Principle 7 : Compliance monitoring and inspection.
Environmental Agencies should monitor compliance and conduct inspections in accordance with standard procedures that reduce risks to public health and the environment.

An EA should develop a compliance monitoring program that enables both detection and correction of violations, and supports enforcement actions. An EA should monitor compliance via information developed from facility inspections, self-monitoring, and citizen complaints. To ensure effectiveness, uniformity, and fairness, an EA should develop and adopt standardized monitoring and inspection procedures and practices, and manage the resulting information in computerized data management systems.

Given that monitoring and inspection is resource intensive, an EA should develop innovative approaches for improving efficiencies, such as multi-media inspections, community monitoring, and mobilizing trained and certified third-party inspectors.

Principle 8 : Self-monitoring, recordkeeping, and self-reporting.
Environmental Agencies should require the regulated community to self-monitor, self-report and keep records on their environmental performance.

Self-monitoring, recordkeeping, and self-reporting are effective, fair, and efficient means for EAs to monitor compliance. By requiring the regulated community to measure and report their performance, an EA is able to shift some of the burden for compliance monitoring to the regulated community. Self-monitoring can also lead to prompt responses by the government and regulated sources to situations involving non-compliance.
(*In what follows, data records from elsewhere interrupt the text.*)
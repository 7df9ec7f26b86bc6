//! CLI error types

use thiserror::Error;

/// CLI error types
#[derive(Debug, Error)]
pub enum CliError {
    /// Detector pipeline error
    #[error(transparent)]
    Ids(#[from] flowwatch_ids::IdsError),

    /// Invalid input
    #[error("Invalid input: {0}")]
    InvalidInput(String),

    /// IO error
    #[error("IO error: {0}")]
    Io(#[from] std::io::Error),
}

/// Result type for CLI operations
pub type CliResult<T> = Result<T, CliError>;
//! Affine hash rows over the Mersenne prime `2^61 - 1`.

use std::net::IpAddr;

use rand::Rng;

/// `2^61 - 1`.
pub const MERSENNE_61: u64 = (1 << 61) - 1;

/// Upper bound of the random multiplier `a` (lower bound 1).
pub const MAX_MULTIPLIER: u64 = 10_000;

/// Upper bound of the random offset `b` (lower bound 0).
pub const MAX_OFFSET: u64 = 10_000;

/// `h(k) = ((a·k + b) mod p) mod c + 1`, with output in `[1, c]`.
#[derive(Clone, Debug, PartialEq, Eq)]
pub struct HashRow {
    a: u64,
    b: u64,
    cells: usize,
}

impl HashRow {
    /// `cells` must be non-zero; the sketch config validates it.
    pub fn new(a: u64, b: u64, cells: usize) -> Self {
        Self {
            a,
            b,
            cells: cells.max(1),
        }
    }

    pub fn random<R: Rng + ?Sized>(rng: &mut R, cells: usize) -> Self {
        let a = rng.gen_range(1..=MAX_MULTIPLIER);
        let b = rng.gen_range(0..=MAX_OFFSET);
        Self::new(a, b, cells)
    }

    pub fn hash(&self, key: u64) -> usize {
        let p = MERSENNE_61 as u128;
        let mixed = (self.a as u128 * key as u128 + self.b as u128) % p;
        (mixed % self.cells as u128) as usize + 1
    }

    /// Zero-based cell index.
    pub fn slot(&self, key: u64) -> usize {
        self.hash(key) - 1
    }

    pub fn cells(&self) -> usize {
        self.cells
    }
}

/// Numeric sketch key for an address: the IPv4 value itself, or the
/// leading 8 bytes of a blake3 digest for IPv6.
pub fn sketch_key(ip: IpAddr) -> u64 {
    match ip {
        IpAddr::V4(v4) => u32::from(v4) as u64,
        IpAddr::V6(v6) => {
            let digest = blake3::hash(&v6.octets());
            let mut head = [0u8; 8];
            head.copy_from_slice(&digest.as_bytes()[..8]);
            u64::from_be_bytes(head)
        }
    }
}

#[cfg(test)]
mod tests {
    use super::*;
    use rand::rngs::StdRng;
    use rand::SeedableRng;

    #[test]
    fn known_values() {
        // a=5, b=7, c=100
        let row = HashRow::new(5, 7, 100);
        let k3 = sketch_key("10.0.0.3".parse().unwrap());
        let k4 = sketch_key("10.0.0.4".parse().unwrap());
        assert_eq!(k3, 167_772_163);
        assert_eq!(row.hash(k3), ((5 * k3 + 7) % 100) as usize + 1);
        assert_eq!(row.hash(k4), ((5 * k4 + 7) % 100) as usize + 1);
    }

    #[test]
    fn output_stays_in_range() {
        let mut rng = StdRng::seed_from_u64(3);
        for cells in [1, 2, 7, 64] {
            let row = HashRow::random(&mut rng, cells);
            for key in [0, 1, u32::MAX as u64, u64::MAX, MERSENNE_61] {
                let h = row.hash(key);
                assert!((1..=cells).contains(&h), "h={} cells={}", h, cells);
            }
        }
    }

    #[test]
    fn random_parameters_within_bounds() {
        let mut rng = StdRng::seed_from_u64(11);
        for _ in 0..100 {
            let row = HashRow::random(&mut rng, 10);
            assert!((1..=MAX_MULTIPLIER).contains(&row.a));
            assert!(row.b <= MAX_OFFSET);
        }
    }

    #[test]
    fn ipv6_keys_are_stable() {
        let ip: IpAddr = "fe80::1".parse().unwrap();
        assert_eq!(sketch_key(ip), sketch_key(ip));
        assert_ne!(sketch_key(ip), sketch_key("fe80::2".parse().unwrap()));
    }
}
Through sanctions defined in regulations or permit requirements for false reporting or non-reporting, an EA can ensure the accuracy of the reports and their usefulness as a management tool.

Principle 9 : Permitting.
Environmental compliance and enforcement programs should require all stationary pollution sources with significant environmental impact to obtain an environmental permit as a precondition to operation.
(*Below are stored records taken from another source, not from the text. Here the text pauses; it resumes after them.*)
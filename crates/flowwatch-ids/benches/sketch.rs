//! Sketch update and window-close throughput.
//!
//! Run with: cargo bench -p flowwatch-ids

use std::hint::black_box;

use chrono::DateTime;
use criterion::{criterion_group, criterion_main, BenchmarkId, Criterion};
use flowwatch_ids::sketch::SketchInput;
use flowwatch_ids::{Detector, FlowRecord, Protocol, SketchConfig, SketchDivergence, Window};

fn records(hosts: u32, n: usize) -> Vec<FlowRecord> {
    let ts = DateTime::from_timestamp(0, 0).unwrap();
    (0..n)
        .map(|i| {
            let host = 0x0a00_0000 + (i as u32).wrapping_mul(2_654_435_761) % hosts;
            FlowRecord::new(
                ts,
                [10, 9, 9, 9].into(),
                std::net::Ipv4Addr::from(host).into(),
                Protocol::Tcp,
                60,
            )
        })
        .collect()
}

fn sketch(ncols: usize) -> SketchDivergence {
    SketchDivergence::new(SketchConfig {
        ncols,
        seed: Some(1),
        input: SketchInput::Packets,
        ..SketchConfig::default()
    })
    .unwrap()
}

fn bench_update(c: &mut Criterion) {
    let mut group = c.benchmark_group("sketch/update");
    let batch = records(10_000, 10_000);
    for ncols in [64, 1024] {
        let mut d = sketch(ncols);
        group.bench_with_input(BenchmarkId::from_parameter(ncols), &batch, |b, batch| {
            b.iter(|| {
                for r in batch {
                    d.update(black_box(r));
                }
            })
        });
    }
    group.finish();
}

fn bench_window_close(c: &mut Criterion) {
    let mut group = c.benchmark_group("sketch/window_close");
    let batch = records(1_000, 2_000);
    for ncols in [64, 1024] {
        let mut d = sketch(ncols);
        let mut w = Window::first(DateTime::from_timestamp(0, 0).unwrap(), d.period()).unwrap();
        group.bench_function(BenchmarkId::from_parameter(ncols), |b| {
            b.iter(|| {
                for r in &batch {
                    d.update(r);
                }
                black_box(d.evaluate(&w));
                d.roll_baseline(&w);
                w = w.next().unwrap();
            })
        });
    }
    group.finish();
}

criterion_group!(benches, bench_update, bench_window_close);
criterion_main!(benches);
The provision of environmental permits to industrial installations is a fundamental element of the regulatory process addressing pollution. Major pollution sources should be subject to environmental permitting on a case-by-case basis that promotes pollution prevention rather than end-of-pipe control as a fundamental principle. In contrast, small- and medium-sized enterprises should be subject to a simplified regulatory regime, since these sources pose a lower environmental risk, and case-by-case permitting imposes a disproportionately heavy administrative and financial burden on sources and regulators.

Permit conditions should be unambiguous and enforceable, and should be based on statutory requirements and technical guidance developed in cooperation with all stakeholders. Permit conditions should be made accessible to the public.